State v. Klubertanz,
2006 WI App 71, ¶44, 291 Wis. 2d 751, 713 N.W.2d 116 (emphasis added).
¶19 In
this case, as Keizer admits, he alleged “an unduly harsh and excessive sentence
upon discovering the new evidence of DOC statistical data and expert testimony
in the form of legal communications between the Dane County District Attorney’s
Office and the United States Department of Justice.” He further admits that the basis for his
claim of an unduly harsh and excessive sentence “was not known to exist at the
time of Keizer’s sentencing or direct appeal.”
¶20 Because
Keizer’s request for relief from his sentence is based on information that was
not presented to the sentencing court, the claim is governed by “new factor”
jurisprudence.

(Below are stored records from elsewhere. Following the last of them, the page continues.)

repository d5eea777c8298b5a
pub mod conversation;
pub mod shipment;
use std::fmt;

use chrono::{DateTime, Utc};
use serde::{Deserialize, Serialize};

use crate::domain::shipment::ShipmentData;
use crate::errors::DomainError;
use crate::flows::engine::determine_next_step;
use crate::flows::states::{ConversationLifecycle, DialogueStep};

/// Marker the invoice collaborator injects into a thread when a file lands.
pub const INVOICE_UPLOADED_MARKER: &str = "Invoice uploaded:";

#[derive(Clone, Debug, PartialEq, Eq, Hash, Serialize, Deserialize)]
pub struct ThreadId(pub String);

impl fmt::Display for ThreadId {
    fn fmt(&self, f: &mut fmt::Formatter<'_>) -> fmt::Result {
        write!(f, "{}", self.0)
    }
}

#[derive(Clone, Debug, PartialEq, Eq, Hash, Serialize, Deserialize)]
pub struct UserId(pub String);

impl fmt::Display for UserId {
    fn fmt(&self, f: &mut fmt::Formatter<'_>) -> fmt::Result {
        write!(f, "{}", self.0)
    }
}

#[derive(Clone, Copy, Debug, PartialEq, Eq, Serialize, Deserialize)]
#[serde(rename_all = "snake_case")]
pub enum MessageRole {
    User,
    Assistant,
    System,
}

#[derive(Clone, Debug, PartialEq, Eq, Serialize, Deserialize)]
pub struct ChatMessage {
    pub role: MessageRole,
    pub content: String,
    pub timestamp: DateTime<Utc>,
}

/// Dialogue state for one thread.
///
/// The current step is never stored; [`ConversationState::current_step`]
/// derives it from the lifecycle marker and the collected data.
#[derive(Clone, Debug, PartialEq, Eq, Serialize, Deserialize)]
pub struct ConversationState {
    pub thread_id: ThreadId,
    pub user_id: UserId,
    pub lifecycle: ConversationLifecycle,
    pub shipment: ShipmentData,
    pub invoice_ids: Vec<String>,
    pub messages: Vec<ChatMessage>,
    pub attempts: u32,
    pub created_at: DateTime<Utc>,
    pub last_activity: DateTime<Utc>,
}

impl ConversationState {
    pub fn new(user_id: UserId, thread_id: ThreadId) -> Self {
        let now = Utc::now();
        Self {
            thread_id,
            user_id,
            lifecycle: ConversationLifecycle::New,
            shipment: ShipmentData::default(),
            invoice_ids: Vec::new(),
            messages: Vec::new(),
            attempts: 0,
            created_at: now,
            last_activity: now,
        }
    }

    pub fn current_step(&self) -> DialogueStep {
        match self.lifecycle {
            ConversationLifecycle::New => DialogueStep::Greeting,
            ConversationLifecycle::QuoteGenerated => DialogueStep::QuoteGenerated,
            ConversationLifecycle::Completed => DialogueStep::Completed,
            ConversationLifecycle::Collecting => collecting_step(&self.shipment),
        }
    }

    pub fn push_message(&mut self, role: MessageRole, content: impl Into<String>) {
        self.messages.push(ChatMessage { role, content: content.into(), timestamp: Utc::now() });
    }

    pub fn attach_invoice(&mut self, invoice_id: impl Into<String>) {
        self.invoice_ids.push(invoice_id.into());
    }

    pub fn touch(&mut self) {
        self.last_activity = Utc::now();
    }

    pub fn mark_quote_generated(&mut self) -> Result<(), DomainError> {
        if self.current_step() != DialogueStep::ReadyForQuote {
            return Err(DomainError::InvalidLifecycleTransition {
                from: self.current_step(),
                to: DialogueStep::QuoteGenerated,
            });
        }
        self.lifecycle = ConversationLifecycle::QuoteGenerated;
        self.touch();
        Ok(())
    }

    pub fn mark_completed(&mut self) -> Result<(), DomainError> {
        if self.lifecycle != ConversationLifecycle::QuoteGenerated {
            return Err(DomainError::InvalidLifecycleTransition {
                from: self.current_step(),
                to: DialogueStep::Completed,
            });
        }
        self.lifecycle = ConversationLifecycle::Completed;
        self.touch();
        Ok(())
    }

    pub fn validate(&self) -> Result<(), DomainError> {
        if self.thread_id.0.trim().is_empty() {
            return Err(DomainError::InvariantViolation("thread id must not be empty".to_owned()));
        }
        if self.user_id.0.trim().is_empty() {
            return Err(DomainError::InvariantViolation("user id must not be empty".to_owned()));
        }
        if let (Some(origin), Some(destination)) =
            (&self.shipment.origin, &self.shipment.destination)
        {
            if origin.eq_ignore_ascii_case(destination) {
                return Err(DomainError::InvariantViolation(format!(
                    "destination `{destination}` must differ from origin"
                )));
            }
        }
        Ok(())
    }
}

/// Quotable data without a service level still gets one service-level
/// question; the collect_service_level turn always sets it.
fn collecting_step(shipment: &ShipmentData) -> DialogueStep {
    match determine_next_step(shipment) {
        DialogueStep::ReadyForQuote if shipment.service_level.is_none() => {
            DialogueStep::CollectServiceLevel
        }
        step => step,
    }
}

pub fn is_invoice_notification(text: &str) -> bool {
    text.contains(INVOICE_UPLOADED_MARKER)
}

#[cfg(test)]
mod tests {
    use crate::domain::conversation::{
        is_invoice_notification, ConversationState, MessageRole, ThreadId, UserId,
    };
    use crate::domain::shipment::{ServiceLevel, ShipmentData};
    use crate::errors::DomainError;
    use crate::flows::states::{ConversationLifecycle, DialogueStep};

    fn state() -> ConversationState {
        ConversationState::new(UserId("U-100".to_owned()), ThreadId("thread-1".to_owned()))
    }

    fn quotable() -> ShipmentData {
        ShipmentData {
            origin: Some("Mumbai".to_owned()),
            destination: Some("Dubai".to_owned()),
            cargo: Some("electronics".to_owned()),
            weight: Some("100 kg".to_owned()),
            service_level: None,
        }
    }

    #[test]
    fn fresh_state_starts_at_greeting() {
        let state = state();
        assert_eq!(state.current_step(), DialogueStep::Greeting);
        assert_eq!(state.attempts, 0);
        assert!(state.shipment.is_empty());
        assert!(state.messages.is_empty());
    }

    #[test]
    fn collecting_step_follows_data() {
        let mut state = state();
        state.lifecycle = ConversationLifecycle::Collecting;
        assert_eq!(state.current_step(), DialogueStep::CollectOrigin);

        state.shipment.origin = Some("Delhi".to_owned());
        assert_eq!(state.current_step(), DialogueStep::CollectDestination);
    }

    #[test]
    fn quotable_data_without_service_level_asks_for_it_once() {
        let mut state = state();
        state.lifecycle = ConversationLifecycle::Collecting;
        state.shipment = quotable();
        assert_eq!(state.current_step(), DialogueStep::CollectServiceLevel);

        state.shipment.service_level = Some(ServiceLevel::Standard);
        assert_eq!(state.current_step(), DialogueStep::ReadyForQuote);
    }

    #[test]
    fn quote_generation_requires_ready_state() {
        let mut state = state();
        let error = state.mark_quote_generated().expect_err("greeting cannot be quoted");
        assert!(matches!(
            error,
            DomainError::InvalidLifecycleTransition { from: DialogueStep::Greeting, .. }
        ));

        state.lifecycle = ConversationLifecycle::Collecting;
        state.shipment = quotable();
        state.shipment.service_level = Some(ServiceLevel::Express);
        state.mark_quote_generated().expect("ready state can be quoted");
        assert_eq!(state.current_step(), DialogueStep::QuoteGenerated);

        state.mark_completed().expect("quoted state can complete");
        assert_eq!(state.current_step(), DialogueStep::Completed);
    }

    #[test]
    fn validate_rejects_destination_equal_to_origin() {
        let mut state = state();
        state.shipment.origin = Some("Pune".to_owned());
        state.shipment.destination = Some("pune".to_owned());

        assert!(matches!(state.validate(), Err(DomainError::InvariantViolation(_))));
    }

    #[test]
    fn messages_and_invoices_append_in_order() {
        let mut state = state();
        state.push_message(MessageRole::User, "hello");
        state.push_message(MessageRole::Assistant, "hi there");
        state.attach_invoice("INV-1");
        state.attach_invoice("INV-2");

        assert_eq!(state.messages.len(), 2);
        assert_eq!(state.messages[0].role, MessageRole::User);
        assert_eq!(state.invoice_ids, vec!["INV-1".to_owned(), "INV-2".to_owned()]);
    }

    #[test]
    fn invoice_marker_is_detected_anywhere_in_text() {
        assert!(is_invoice_notification("Invoice uploaded: march.pdf"));
        assert!(is_invoice_notification("[system] Invoice uploaded: a.pdf"));
        assert!(!is_invoice_notification("I uploaded an invoice"));
    }
}
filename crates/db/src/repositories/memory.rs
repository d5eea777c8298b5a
use std::collections::HashMap;

use tokio::sync::RwLock;

use freightdesk_core::domain::conversation::{ConversationState, ThreadId};

use super::{SessionStore, SessionStoreError};

#[derive(Default)]
pub struct InMemorySessionStore {
    sessions: RwLock<HashMap<String, ConversationState>>,
}

impl InMemorySessionStore {
    pub fn new() -> Self {
        Self::default()
    }

    pub async fn len(&self) -> usize {
        self.sessions.read().await.len()
    }

    pub async fn is_empty(&self) -> bool {
        self.sessions.read().await.is_empty()
    }
}

#[async_trait::async_trait]
impl SessionStore for InMemorySessionStore {
    async fn get(
        &self,
        thread_id: &ThreadId,
    ) -> Result<Option<ConversationState>, SessionStoreError> {
        let sessions = self.sessions.read().await;
        Ok(sessions.get(&thread_id.0).cloned())
    }

    async fn put(&self, state: ConversationState) -> Result<(), SessionStoreError> {
        state.validate()?;
        let mut sessions = self.sessions.write().await;
        sessions.insert(state.thread_id.0.clone(), state);
        Ok(())
    }

    fn backend_name(&self) -> &'static str {
        "memory"
    }
}

#[cfg(test)]
mod tests {
    use freightdesk_core::domain::conversation::{ConversationState, ThreadId, UserId};
    use freightdesk_core::flows::states::DialogueStep;

    use crate::repositories::{InMemorySessionStore, SessionStore, SessionStoreError};

    fn ids(thread: &str) -> (UserId, ThreadId) {
        (UserId("U-1".to_string()), ThreadId(thread.to_string()))
    }

    #[tokio::test]
    async fn get_or_create_returns_fresh_greeting_state_without_saving() {
        let store = InMemorySessionStore::new();
        let (user_id, thread_id) = ids("thread-new");

        let state = store.get_or_create(&user_id, &thread_id).await.expect("create state");

        assert_eq!(state.current_step(), DialogueStep::Greeting);
        assert_eq!(state.user_id, user_id);
        assert!(store.get(&thread_id).await.expect("get").is_none());
        assert!(store.is_empty().await);
    }

    #[tokio::test]
    async fn put_then_get_returns_latest_state() {
        let store = InMemorySessionStore::new();
        let (user_id, thread_id) = ids("thread-1");
        let mut state = ConversationState::new(user_id.clone(), thread_id.clone());
        store.put(state.clone()).await.expect("first put");

        state.shipment.origin = Some("Mumbai".to_string());
        state.attempts = 2;
        store.put(state.clone()).await.expect("overwrite");

        let loaded = store.get_or_create(&user_id, &thread_id).await.expect("load");
        assert_eq!(loaded, state);
        assert_eq!(store.len().await, 1);
    }

    #[tokio::test]
    async fn threads_are_isolated() {
        let store = InMemorySessionStore::new();
        let (user_id, first) = ids("thread-a");
        let (_, second) = ids("thread-b");

        let mut state = ConversationState::new(user_id.clone(), first.clone());
        state.shipment.cargo = Some("furniture".to_string());
        store.put(state).await.expect("put");

        let other = store.get_or_create(&user_id, &second).await.expect("other thread");
        assert!(other.shipment.cargo.is_none());
    }

    #[tokio::test]
    async fn invalid_state_is_rejected() {
        let store = InMemorySessionStore::new();
        let (user_id, thread_id) = ids("thread-bad");
        let mut state = ConversationState::new(user_id, thread_id.clone());
        state.shipment.origin = Some("Delhi".to_string());
        state.shipment.destination = Some("Delhi".to_string());

        let error = store.put(state).await.expect_err("same origin and destination");
        assert!(matches!(error, SessionStoreError::Invalid(_)));
        assert!(store.get(&thread_id).await.expect("get").is_none());
    }
}
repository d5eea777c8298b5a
use crate::domain::shipment::ShipmentData;
use crate::flows::states::DialogueStep;

/// Resolves the step a conversation should be in from its collected data alone.
///
/// Ignores attempts and history: the same data always yields the same step.
/// Readiness only needs origin, destination, cargo and weight.
pub fn determine_next_step(data: &ShipmentData) -> DialogueStep {
    if data.is_quotable() {
        return DialogueStep::ReadyForQuote;
    }

    data.first_missing().map(DialogueStep::collecting).unwrap_or(DialogueStep::ReadyForQuote)
}
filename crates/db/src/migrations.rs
use sqlx::migrate::{MigrateError, Migrator};

use crate::DbPool;

pub static MIGRATOR: Migrator = sqlx::migrate!("../../migrations");

pub async fn run_pending(pool: &DbPool) -> Result<(), MigrateError> {
    MIGRATOR.run(pool).await
}
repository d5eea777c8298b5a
pub mod audit;
pub mod config;
pub mod domain;
pub mod errors;
pub mod flows;

pub use audit::{AuditCategory, AuditContext, AuditEvent, AuditOutcome, AuditSink};
pub use domain::conversation::{
    ChatMessage, ConversationState, MessageRole, ThreadId, UserId, INVOICE_UPLOADED_MARKER,
};
pub use domain::shipment::{ServiceLevel, ShipmentData, SlotField};
pub use errors::{ApplicationError, DomainError, InterfaceError};
pub use flows::{determine_next_step, ConversationLifecycle, DialogueStep};
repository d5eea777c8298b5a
use std::process::ExitCode;

fn main() -> ExitCode {
    freightdesk_cli::run()
}
use std::sync::Arc;

use freightdesk_agent::{AgentRuntime, DialogueEngine};
use freightdesk_core::audit::{AuditEvent, AuditSink};
use freightdesk_core::config::{AppConfig, ConfigError, LoadOptions};
use freightdesk_db::{open_session_store, OpenStoreError, SessionStore};
use thiserror::Error;
use tracing::info;

pub struct Application {
    pub config: AppConfig,
    pub sessions: Arc<dyn SessionStore>,
    pub runtime: Arc<AgentRuntime>,
}

#[derive(Debug, Error)]
pub enum BootstrapError {
    #[error(transparent)]
    Config(#[from] ConfigError),
    #[error(transparent)]
    SessionStore(#[from] OpenStoreError),
}

/// Writes audit events to the structured log.
#[derive(Clone, Copy, Debug, Default)]
pub struct LogAuditSink;

impl AuditSink for LogAuditSink {
    fn emit(&self, event: AuditEvent) {
        info!(
            event_name = "system.audit",
            audit_event = %event.event_type,
            audit_id = %event.event_id,
            category = ?event.category,
            outcome = ?event.outcome,
            correlation_id = %event.correlation_id,
            thread_id = event.thread_id.as_ref().map(|id| id.0.as_str()).unwrap_or("unknown"),
            metadata = ?event.metadata,
            "audit event"
        );
    }
}

pub async fn bootstrap(options: LoadOptions) -> Result<Application, BootstrapError> {
    let config = AppConfig::load(options)?;
    bootstrap_with_config(config).await
}

pub async fn bootstrap_with_config(config: AppConfig) -> Result<Application, BootstrapError> {
    info!(
        event_name = "system.bootstrap.start",
        correlation_id = "bootstrap",
        session_backend = config.sessions.backend.as_str(),
        "starting application bootstrap"
    );

    let sessions = open_session_store(&config).await?;
    let engine = DialogueEngine::from_config(&config.extraction);
    let runtime = Arc::new(AgentRuntime::new(engine, sessions.clone(), Arc::new(LogAuditSink)));

    info!(
        event_name = "system.bootstrap.ready",
        correlation_id = "bootstrap",
        session_backend = sessions.backend_name(),
        "dialogue runtime initialized"
    );

    Ok(Application { config, sessions, runtime })
}
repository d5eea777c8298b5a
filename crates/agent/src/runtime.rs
use std::sync::Arc;

use thiserror::Error;
use tracing::{info, warn};

use freightdesk_core::audit::{AuditCategory, AuditContext, AuditEvent, AuditOutcome, AuditSink};
use freightdesk_core::domain::conversation::{
    ConversationState, MessageRole, ThreadId, UserId, INVOICE_UPLOADED_MARKER,
};
use freightdesk_core::errors::{ApplicationError, DomainError};
use freightdesk_db::{SessionStore, SessionStoreError};

use crate::dialogue::DialogueEngine;

const AUDIT_ACTOR: &str = "dialogue";

#[derive(Debug, Error)]
pub enum RuntimeError {
    #[error(transparent)]
    Store(#[from] SessionStoreError),
    #[error(transparent)]
    Domain(#[from] DomainError),
    #[error("conversation not found: {0}")]
    NotFound(ThreadId),
    #[error("thread {thread_id} belongs to another user")]
    ThreadOwnedByAnotherUser { thread_id: ThreadId },
}

impl From<RuntimeError> for ApplicationError {
    fn from(value: RuntimeError) -> Self {
        match value {
            RuntimeError::Store(error) => error.into(),
            RuntimeError::Domain(error) => Self::Domain(error),
            RuntimeError::NotFound(thread_id) => Self::NotFound(thread_id.0),
            RuntimeError::ThreadOwnedByAnotherUser { thread_id } => {
                Self::Domain(DomainError::InvariantViolation(format!(
                    "thread {thread_id} belongs to another user"
                )))
            }
        }
    }
}

#[derive(Clone, Debug, PartialEq, Eq)]
pub enum TurnReply {
    /// Text to show the user.
    Message(String),
    /// All slots are confirmed; the caller should compute a quote.
    GenerateQuote,
    /// Nothing to say, e.g. for an invoice notification.
    Silent,
}

#[derive(Clone, Debug)]
pub struct TurnResult {
    pub state: ConversationState,
    pub reply: TurnReply,
}

/// Loads a thread, runs one dialogue turn and stores the result.
pub struct AgentRuntime {
    engine: DialogueEngine,
    sessions: Arc<dyn SessionStore>,
    audit: Arc<dyn AuditSink>,
}

impl AgentRuntime {
    pub fn new(
        engine: DialogueEngine,
        sessions: Arc<dyn SessionStore>,
        audit: Arc<dyn AuditSink>,
    ) -> Self {
        Self { engine, sessions, audit }
    }

    pub fn sessions(&self) -> &Arc<dyn SessionStore> {
        &self.sessions
    }

    pub async fn handle_thread_message(
        &self,
        user_id: &UserId,
        thread_id: &ThreadId,
        text: &str,
        correlation_id: &str,
    ) -> Result<TurnResult, RuntimeError> {
        let context = AuditContext::new(Some(thread_id.clone()), correlation_id, AUDIT_ACTOR);
        let state = self.sessions.get_or_create(user_id, thread_id).await?;

        if state.user_id != *user_id {
            warn!(
                event_name = "dialogue.turn_rejected",
                thread_id = %thread_id,
                correlation_id,
                user_id = %user_id,
                "message from a user who does not own the thread"
            );
            self.audit.emit(
                AuditEvent::new(
                    &context,
                    "dialogue.turn_processed",
                    AuditCategory::Ingress,
                    AuditOutcome::Rejected,
                )
                .with_metadata("user_id", user_id.0.clone()),
            );
            return Err(RuntimeError::ThreadOwnedByAnotherUser { thread_id: thread_id.clone() });
        }

        let from_step = state.current_step();
        let outcome = self.engine.process_turn(&state, text);
        if outcome.reply.is_empty() {
            return Ok(TurnResult { state: outcome.next_state, reply: TurnReply::Silent });
        }

        let quote_requested = outcome.is_quote_request();
        let next_state = outcome.next_state;
        let to_step = next_state.current_step();
        self.sessions.put(next_state.clone()).await?;

        info!(
            event_name = "dialogue.turn_processed",
            thread_id = %thread_id,
            correlation_id,
            from_step = %from_step,
            to_step = %to_step,
            attempts = next_state.attempts,
            "dialogue turn processed"
        );
        self.audit.emit(
            AuditEvent::new(
                &context,
                "dialogue.turn_processed",
                AuditCategory::Dialogue,
                AuditOutcome::Success,
            )
            .with_metadata("from_step", from_step.as_str())
            .with_metadata("to_step", to_step.as_str())
            .with_metadata("attempts", next_state.attempts.to_string()),
        );

        let reply = if quote_requested {
            info!(
                event_name = "dialogue.quote_requested",
                thread_id = %thread_id,
                correlation_id,
                "shipment confirmed, quote requested"
            );
            self.audit.emit(AuditEvent::new(
                &context,
                "dialogue.quote_requested",
                AuditCategory::Dialogue,
                AuditOutcome::Success,
            ));
            TurnReply::GenerateQuote
        } else {
            TurnReply::Message(outcome.reply)
        };

        Ok(TurnResult { state: next_state, reply })
    }

    pub async fn conversation(
        &self,
        thread_id: &ThreadId,
    ) -> Result<ConversationState, RuntimeError> {
        self.sessions
            .get(thread_id)
            .await?
            .ok_or_else(|| RuntimeError::NotFound(thread_id.clone()))
    }

    /// Attaches an uploaded invoice to an existing thread and leaves a
    /// system note in its message log.
    pub async fn record_invoice_upload(
        &self,
        thread_id: &ThreadId,
        invoice_id: &str,
        file_name: &str,
        correlation_id: &str,
    ) -> Result<ConversationState, RuntimeError> {
        let mut state = self.conversation(thread_id).await?;
        state.attach_invoice(invoice_id);
        state.push_message(MessageRole::System, format!("{INVOICE_UPLOADED_MARKER} {file_name}"));
        state.touch();
        self.sessions.put(state.clone()).await?;

        info!(
            event_name = "dialogue.invoice_recorded",
            thread_id = %thread_id,
            correlation_id,
            invoice_id,
            "invoice attached to conversation"
        );
        let context = AuditContext::new(Some(thread_id.clone()), correlation_id, AUDIT_ACTOR);
        self.audit.emit(
            AuditEvent::new(
                &context,
                "dialogue.invoice_recorded",
                AuditCategory::Persistence,
                AuditOutcome::Success,
            )
            .with_metadata("invoice_id", invoice_id),
        );

        Ok(state)
    }

    /// Called by the quoting collaborator once a quote exists.
    pub async fn mark_quote_generated(
        &self,
        thread_id: &ThreadId,
    ) -> Result<ConversationState, RuntimeError> {
        let mut state = self.conversation(thread_id).await?;
        state.mark_quote_generated()?;
        self.sessions.put(state.clone()).await?;
        Ok(state)
    }

    /// Called by the booking collaborator once the shipment is booked.
    pub async fn mark_completed(
        &self,
        thread_id: &ThreadId,
    ) -> Result<ConversationState, RuntimeError> {
        let mut state = self.conversation(thread_id).await?;
        state.mark_completed()?;
        self.sessions.put(state.clone()).await?;
        Ok(state)
    }
}
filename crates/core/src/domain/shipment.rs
use std::fmt;

use serde::{Deserialize, Serialize};

#[derive(Clone, Copy, Debug, PartialEq, Eq, Hash, Serialize, Deserialize)]
pub enum ServiceLevel {
    Express,
    Standard,
    Economy,
}

impl ServiceLevel {
    pub fn as_str(&self) -> &'static str {
        match self {
            Self::Express => "Express",
            Self::Standard => "Standard",
            Self::Economy => "Economy",
        }
    }
}

impl fmt::Display for ServiceLevel {
    fn fmt(&self, f: &mut fmt::Formatter<'_>) -> fmt::Result {
        f.write_str(self.as_str())
    }
}

/// Named slots of a shipment request, listed in the order they are asked for.
#[derive(Clone, Copy, Debug, PartialEq, Eq, Hash, Serialize, Deserialize)]
#[serde(rename_all = "snake_case")]
pub enum SlotField {
    Origin,
    Destination,
    Cargo,
    Weight,
    ServiceLevel,
}

impl SlotField {
    pub const PRIORITY: [SlotField; 5] =
        [Self::Origin, Self::Destination, Self::Cargo, Self::Weight, Self::ServiceLevel];

    pub fn label(&self) -> &'static str {
        match self {
            Self::Origin => "origin",
            Self::Destination => "destination",
            Self::Cargo => "cargo",
            Self::Weight => "weight",
            Self::ServiceLevel => "service_level",
        }
    }
}

/// Partially collected shipment attributes.
///
/// Fields fill monotonically: [`ShipmentData::merge_missing`] only writes
/// slots that are still empty.
#[derive(Clone, Debug, Default, PartialEq, Eq, Serialize, Deserialize)]
pub struct ShipmentData {
    pub origin: Option<String>,
    pub destination: Option<String>,
    pub cargo: Option<String>,
    pub weight: Option<String>,
    pub service_level: Option<ServiceLevel>,
}

impl ShipmentData {
    pub fn has(&self, field: SlotField) -> bool {
        match field {
            SlotField::Origin => self.origin.is_some(),
            SlotField::Destination => self.destination.is_some(),
            SlotField::Cargo => self.cargo.is_some(),
            SlotField::Weight => self.weight.is_some(),
            SlotField::ServiceLevel => self.service_level.is_some(),
        }
    }

    pub fn is_empty(&self) -> bool {
        SlotField::PRIORITY.iter().all(|field| !self.has(*field))
    }

    /// Origin, destination, cargo and weight are known. Service level is optional.
    pub fn is_quotable(&self) -> bool {
        self.origin.is_some()
            && self.destination.is_some()
            && self.cargo.is_some()
            && self.weight.is_some()
    }

    pub fn first_missing(&self) -> Option<SlotField> {
        SlotField::PRIORITY.into_iter().find(|field| !self.has(*field))
    }

    /// Copies every slot of `found` whose counterpart here is still empty and
    /// returns the slots that were filled.
    pub fn merge_missing(&mut self, found: ShipmentData) -> Vec<SlotField> {
        let mut filled = Vec::new();
        fill(&mut self.origin, found.origin, SlotField::Origin, &mut filled);
        fill(&mut self.destination, found.destination, SlotField::Destination, &mut filled);
        fill(&mut self.cargo, found.cargo, SlotField::Cargo, &mut filled);
        fill(&mut self.weight, found.weight, SlotField::Weight, &mut filled);
        fill(&mut self.service_level, found.service_level, SlotField::ServiceLevel, &mut filled);
        filled
    }
}

fn fill<T>(slot: &mut Option<T>, candidate: Option<T>, field: SlotField, filled: &mut Vec<SlotField>) {
    if slot.is_none() {
        if let Some(value) = candidate {
            *slot = Some(value);
            filled.push(field);
        }
    }
}

#[cfg(test)]
mod tests {
    use super::{ServiceLevel, ShipmentData, SlotField};

    #[test]
    fn merge_never_overwrites_existing_slots() {
        let mut data = ShipmentData {
            origin: Some("Mumbai".to_string()),
            ..ShipmentData::default()
        };

        let filled = data.merge_missing(ShipmentData {
            origin: Some("Delhi".to_string()),
            destination: Some("Dubai".to_string()),
            ..ShipmentData::default()
        });

        assert_eq!(filled, vec![SlotField::Destination]);
        assert_eq!(data.origin.as_deref(), Some("Mumbai"));
        assert_eq!(data.destination.as_deref(), Some("Dubai"));
    }

    #[test]
    fn quotable_ignores_service_level() {
        let data = ShipmentData {
            origin: Some("Pune".to_string()),
            destination: Some("London".to_string()),
            cargo: Some("spare parts".to_string()),
            weight: Some("120 kg".to_string()),
            service_level: None,
        };

        assert!(data.is_quotable());
        assert_eq!(data.first_missing(), Some(SlotField::ServiceLevel));
    }

    #[test]
    fn first_missing_follows_priority_order() {
        let data = ShipmentData {
            cargo: Some("textile rolls".to_string()),
            weight: Some("40 kg".to_string()),
            service_level: Some(ServiceLevel::Express),
            ..ShipmentData::default()
        };

        assert_eq!(data.first_missing(), Some(SlotField::Origin));
        assert!(!data.is_empty());
        assert!(ShipmentData::default().is_empty());
    }

    #[test]
    fn labels_match_wire_names() {
        for field in SlotField::PRIORITY {
            let wire = serde_json::to_string(&field).expect("serialize slot");
            assert_eq!(wire, format!("\"{}\"", field.label()));
        }
    }
}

See id. The circuit court
fully addressed Keizer’s claim for relief from his sentence using the
applicable analysis. Accordingly, we
affirm.
By the Court.—Orders affirmed.
This opinion will not be published. See Wis. Stat. Rule 809.23(1)(b)5. (2013-14).
[1] The current litigation is Keizer’s second effort to obtain postconviction relief. Keizer previously pursued a direct appeal of his conviction, challenging a jury instruction and alleging the ineffectiveness of his trial counsel for failing to present an expert witness. We affirmed. See State v. Keizer, No. 1994AP2881-CR, unpublished slip op. (WI App Aug. 15, 1995).
[2] Wisconsin Stat. § 973.014(1) (1993-94), provides:
Except as provided in sub. (2) [providing for life imprisonment with no possibility of parole under certain circumstances] when a court sentences a person to life imprisonment for a crime committed on or after July 1, 1988, the court shall make a parole eligibility determination regarding the person and choose one of the following options:
(a) The person is eligible for parole under s. 304.06 (1).
(b) The person is eligible for parole on a date set by the court. Under this paragraph, the court may set any later date than that provided in s. 304.06(1), but may not set a date that occurs before the earliest possible parole eligibility date as calculated under s. 304.06(l).
All references to the Wisconsin Statutes are to the 1993-94 version unless otherwise noted.
[3] The primary factors that a sentencing court considers are (1) the gravity of the offense, (2) the character of the offender, and (3) the need to protect the public. As part of these primary factors, the sentencing court may consider: the vicious or aggravated nature of the crime; the past record of criminal offenses; any history of undesirable behavior patterns; the defendant’s personality, character and social traits; the results of a presentence investigation; the degree of the defendant’s culpability; the defendant’s demeanor at trial; the defendant’s age, educational background and employment record; the defendant’s remorse, repentance and cooperativeness; the defendant’s need for rehabilitative control; the right of the public; and the length of pretrial detention.
State v. Borrell, 167 Wis. 2d 749, 773-74, 482 N.W.2d 883 (1992) (citations omitted).